• INPUT DATA
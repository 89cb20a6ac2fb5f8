//! Problem generation: one pure function per problem family, dispatched from
//! the closed `ProblemKind` enum.
//!
//! Families:
//! - `place_value`: place value of one digit in a number
//! - `arrangement`: largest / smallest / closest-to-target digit arrangements
//! - `table`      : facts derived from a generated category → value table
//! - `words`      : number ↔ words, Indian comma grouping
//! - `sequence`   : the number k more / k less than n
//! - `currency`   : exact change from offered notes and coins

use tracing::{debug, instrument};

use crate::config::{Content, Prompts};
use crate::domain::{GenerationParams, Problem, ProblemKind};
use crate::error::CoreResult;
use crate::random::RandomSource;

pub mod arrangement;
pub mod currency;
pub mod place_value;
pub mod sequence;
pub mod table;
pub mod words;

/// Holds the prompt templates and content pools the family generators draw from.
#[derive(Clone, Debug, Default)]
pub struct ProblemGenerator {
  pub prompts: Prompts,
  pub content: Content,
}

impl ProblemGenerator {
  pub fn new(prompts: Prompts, content: Content) -> Self {
    Self { prompts, content }
  }

  #[instrument(level = "debug", skip(self, rng), fields(%kind, tier = params.tier))]
  pub fn generate(&self, kind: ProblemKind, params: &GenerationParams, rng: &mut dyn RandomSource) -> CoreResult<Problem> {
    let p = &self.prompts;
    let problem = match kind {
      ProblemKind::PlaceValue => place_value::generate(p, params, rng),
      ProblemKind::ArrangeLargest
      | ProblemKind::ArrangeSmallest
      | ProblemKind::ArrangeClosest => arrangement::generate(kind, p, params, rng),
      ProblemKind::TableMax
      | ProblemKind::TableMin
      | ProblemKind::TableSum
      | ProblemKind::TableAverage
      | ProblemKind::TableDifference => table::generate(kind, p, &self.content, params, rng),
      ProblemKind::NumberToWords => words::number_to_words(p, params, rng),
      ProblemKind::WordsToNumber => words::words_to_number(p, params, rng),
      ProblemKind::CommaGrouping => words::comma_grouping(p, params, rng),
      ProblemKind::SequenceNeighbor => sequence::generate(p, params, rng),
      ProblemKind::CurrencyComposition => currency::generate(p, &self.content, params, rng),
    }?;
    debug!(target: "problem", id = %problem.id, %kind, forms = problem.solution_forms.len(), "problem generated");
    Ok(problem)
  }
}

/// Uniform draw from the params' value range.
pub(crate) fn draw_value(params: &GenerationParams, rng: &mut dyn RandomSource) -> CoreResult<i64> {
  let r = params.value_range;
  if r.min > r.max || r.min < 0 {
    return Err(crate::error::CoreError::invalid(format!("bad value range {}..={}", r.min, r.max)));
  }
  Ok(rng.int_in(r.min, r.max))
}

• TASK ITEM
Set down only the lines from the line with "ProblemKind::TableMax" through the last line of the data above, keeping both the first and the last.

• WRITTEN ANSWER
      ProblemKind::TableMax
      | ProblemKind::TableMin
      | ProblemKind::TableSum
      | ProblemKind::TableAverage
      | ProblemKind::TableDifference => table::generate(kind, p, &self.content, params, rng),
      ProblemKind::NumberToWords => words::number_to_words(p, params, rng),
      ProblemKind::WordsToNumber => words::words_to_number(p, params, rng),
      ProblemKind::CommaGrouping => words::comma_grouping(p, params, rng),
      ProblemKind::SequenceNeighbor => sequence::generate(p, params, rng),
      ProblemKind::CurrencyComposition => currency::generate(p, &self.content, params, rng),
    }?;
    debug!(target: "problem", id = %problem.id, %kind, forms = problem.solution_forms.len(), "problem generated");
    Ok(problem)
  }
}

/// Uniform draw from the params' value range.
pub(crate) fn draw_value(params: &GenerationParams, rng: &mut dyn RandomSource) -> CoreResult<i64> {
  let r = params.value_range;
  if r.min > r.max || r.min < 0 {
    return Err(crate::error::CoreError::invalid(format!("bad value range {}..={}", r.min, r.max)));
  }
  Ok(rng.int_in(r.min, r.max))
}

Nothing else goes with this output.